● Assignment
Pick every line out of the entries below that holds the string "encoded", and report them.

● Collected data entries
● ● ●

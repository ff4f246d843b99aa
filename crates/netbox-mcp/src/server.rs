// ── MCP server ──
//
// Reads one JSON-RPC message per line, answers requests in arrival order,
// and stays silent for notifications. Tool calls go through `tools`.

use serde::Deserialize;
use serde_json::{Value, json};
use tokio::io::{AsyncBufRead, AsyncBufReadExt, AsyncWrite, AsyncWriteExt};
use tracing::{debug, info, warn};

use netbox_core::Gateway;

use crate::protocol::{
    INVALID_PARAMS, INVALID_REQUEST, JsonRpcRequest, JsonRpcResponse, METHOD_NOT_FOUND,
    PARSE_ERROR,
};
use crate::tools;

pub const SERVER_NAME: &str = "netbox-mcp";
pub const SERVER_VERSION: &str = env!("CARGO_PKG_VERSION");
pub const PROTOCOL_VERSION: &str = "2024-11-05";

#[derive(Debug, Deserialize)]
struct ToolCallParams {
    name: String,
    #[serde(default)]
    arguments: Option<Value>,
}

pub struct McpServer {
    gateway: Gateway,
}

impl McpServer {
    pub fn new(gateway: Gateway) -> Self {
        Self { gateway }
    }

    /// Serve until `reader` reaches EOF.
    pub async fn serve<R, W>(&self, reader: R, mut writer: W) -> std::io::Result<()>
    where
        R: AsyncBufRead + Unpin,
        W: AsyncWrite + Unpin,
    {
        let mut lines = reader.split(b'\n');
        while let Some(raw) = lines.next_segment().await? {
            let response = match std::str::from_utf8(&raw) {
                Ok(line) if line.trim().is_empty() => continue,
                Ok(line) => self.handle_request(line).await,
                Err(e) => {
                    warn!(error = %e, "message is not valid UTF-8");
                    Some(JsonRpcResponse::error(None, PARSE_ERROR, "Parse error"))
                }
            };

            if let Some(response) = response {
                let mut encoded = serde_json::to_vec(&response)?;
                encoded.push(b'\n');
                writer.write_all(&encoded).await?;
                writer.flush().await?;
            }
        }

        info!("input closed, shutting down");
        Ok(())
    }

    /// Handle one raw message. `None` for notifications.
    pub async fn handle_request(&self, input: &str) -> Option<JsonRpcResponse> {
        let Ok(raw) = serde_json::from_str::<Value>(input) else {
            warn!("unparseable message");
            return Some(JsonRpcResponse::error(None, PARSE_ERROR, "Parse error"));
        };

        let request: JsonRpcRequest = match serde_json::from_value(raw.clone()) {
            Ok(request) => request,
            Err(e) => {
                let id = raw.get("id").cloned();
                return Some(JsonRpcResponse::error(
                    id,
                    INVALID_REQUEST,
                    format!("Invalid request: {e}"),
                ));
            }
        };

        debug!(method = %request.method, id = ?request.id, "request");

        if request.is_notification() {
            debug!(method = %request.method, "notification");
            return None;
        }

        let response = match request.method.as_str() {
            "initialize" => Self::handle_initialize(&request),
            "ping" => JsonRpcResponse::success(request.id, json!({})),
            "tools/list" => Self::handle_tools_list(&request),
            "tools/call" => self.handle_tools_call(request).await,
            _ => JsonRpcResponse::error(
                request.id,
                METHOD_NOT_FOUND,
                format!("Method not found: {}", request.method),
            ),
        };
        Some(response)
    }

    fn handle_initialize(request: &JsonRpcRequest) -> JsonRpcResponse {
        JsonRpcResponse::success(
            request.id.clone(),
            json!({
                "protocolVersion": PROTOCOL_VERSION,
                "capabilities": {
                    "tools": {}
                },
                "serverInfo": {
                    "name": SERVER_NAME,
                    "version": SERVER_VERSION
                }
            }),
        )
    }

    fn handle_tools_list(request: &JsonRpcRequest) -> JsonRpcResponse {
        JsonRpcResponse::success(request.id.clone(), json!({ "tools": tools::list_tools() }))
    }

    async fn handle_tools_call(&self, request: JsonRpcRequest) -> JsonRpcResponse {
        let Some(params) = request.params else {
            return JsonRpcResponse::error(request.id, INVALID_PARAMS, "Missing params");
        };
        let params: ToolCallParams = match serde_json::from_value(params) {
            Ok(params) => params,
            Err(e) => {
                return JsonRpcResponse::error(
                    request.id,
                    INVALID_PARAMS,
                    format!("Invalid params: {e}"),
                );
            }
        };

        let arguments = params.arguments.unwrap_or_else(|| json!({}));
        match tools::call_tool(&self.gateway, &params.name, arguments).await {
            Ok(result) => JsonRpcResponse::success(request.id, result),
            Err(err) => {
                warn!(tool = %params.name, error = %err, "rejected tool call");
                JsonRpcResponse::error(request.id, INVALID_PARAMS, err.to_string())
            }
        }
    }
}

#[cfg(test)]
mod tests {
    #![allow(clippy::unwrap_used)]

    use netbox_core::GatewayConfig;
    use secrecy::SecretString;

    use super::*;

    // Nothing listens on port 1; only handlers that never reach NetBox are
    // exercised here.
    fn offline_server() -> McpServer {
        let config = GatewayConfig::new(
            "http://127.0.0.1:1".parse().unwrap(),
            SecretString::from("t".to_string()),
        );
        McpServer::new(Gateway::connect(&config).unwrap())
    }

    #[tokio::test]
    async fn notifications_get_no_response() {
        let server = offline_server();
        for line in [
            r#"{"jsonrpc":"2.0","method":"notifications/initialized"}"#,
            r#"{"jsonrpc":"2.0","method":"initialized"}"#,
            r#"{"jsonrpc":"2.0","method":"no/such/method"}"#,
        ] {
            assert!(server.handle_request(line).await.is_none(), "{line}");
        }
    }

    #[tokio::test]
    async fn missing_method_is_invalid_request() {
        let server = offline_server();
        let resp = server
            .handle_request(r#"{"jsonrpc":"2.0","id":7}"#)
            .await
            .unwrap();
        assert_eq!(resp.id, json!(7));
        assert_eq!(resp.error.unwrap().code, INVALID_REQUEST);
    }

    #[tokio::test]
    async fn tools_call_without_params() {
        let server = offline_server();
        let resp = server
            .handle_request(r#"{"jsonrpc":"2.0","id":1,"method":"tools/call"}"#)
            .await
            .unwrap();
        assert_eq!(resp.error.unwrap().code, INVALID_PARAMS);
    }

    #[tokio::test]
    async fn serve_writes_one_line_per_request() {
        let server = offline_server();
        let input = concat!(
            r#"{"jsonrpc":"2.0","id":1,"method":"ping"}"#,
            "\n\n",
            r#"{"jsonrpc":"2.0","method":"notifications/initialized"}"#,
            "\n",
            "not json\n",
            r#"{"jsonrpc":"2.0","id":2,"method":"tools/list"}"#,
            "\n",
        );

        let mut output = Vec::new();
        server.serve(input.as_bytes(), &mut output).await.unwrap();

        let lines: Vec<Value> = String::from_utf8(output)
            .unwrap()
            .lines()
            .map(|l| serde_json::from_str(l).unwrap())
            .collect();
        assert_eq!(lines.len(), 3);
        assert_eq!(lines[0]["id"], 1);
        assert_eq!(lines[1]["error"]["code"], PARSE_ERROR);
        assert_eq!(lines[2]["id"], 2);
        assert_eq!(lines[2]["result"]["tools"].as_array().unwrap().len(), 9);
    }

    #[tokio::test]
    async fn invalid_utf8_line_gets_parse_error_and_serving_continues() {
        let server = offline_server();
        let mut input = b"{\"jsonrpc\":\"2.0\",\"id\":1,\"method\":\"ping\xff\xfe\"}\n".to_vec();
        input.extend_from_slice(b"{\"jsonrpc\":\"2.0\",\"id\":2,\"method\":\"ping\"}\r\n");

        let mut output = Vec::new();
        server.serve(input.as_slice(), &mut output).await.unwrap();

        let lines: Vec<Value> = String::from_utf8(output)
            .unwrap()
            .lines()
            .map(|l| serde_json::from_str(l).unwrap())
            .collect();
        assert_eq!(lines.len(), 2);
        assert_eq!(lines[0]["error"]["code"], PARSE_ERROR);
        assert!(lines[0]["id"].is_null());
        assert_eq!(lines[1]["id"], 2);
        assert_eq!(lines[1]["result"], json!({}));
    }

    #[tokio::test]
    async fn null_id_request_is_answered() {
        let server = offline_server();
        let resp = server
            .handle_request(r#"{"jsonrpc":"2.0","id":null,"method":"ping"}"#)
            .await
            .unwrap();
        assert_eq!(resp.id, Value::Null);
        assert_eq!(resp.result, Some(json!({})));
    }
}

● ● ●

● Reply to the task
                let mut encoded = serde_json::to_vec(&response)?;
                encoded.push(b'\n');
                writer.write_all(&encoded).await?;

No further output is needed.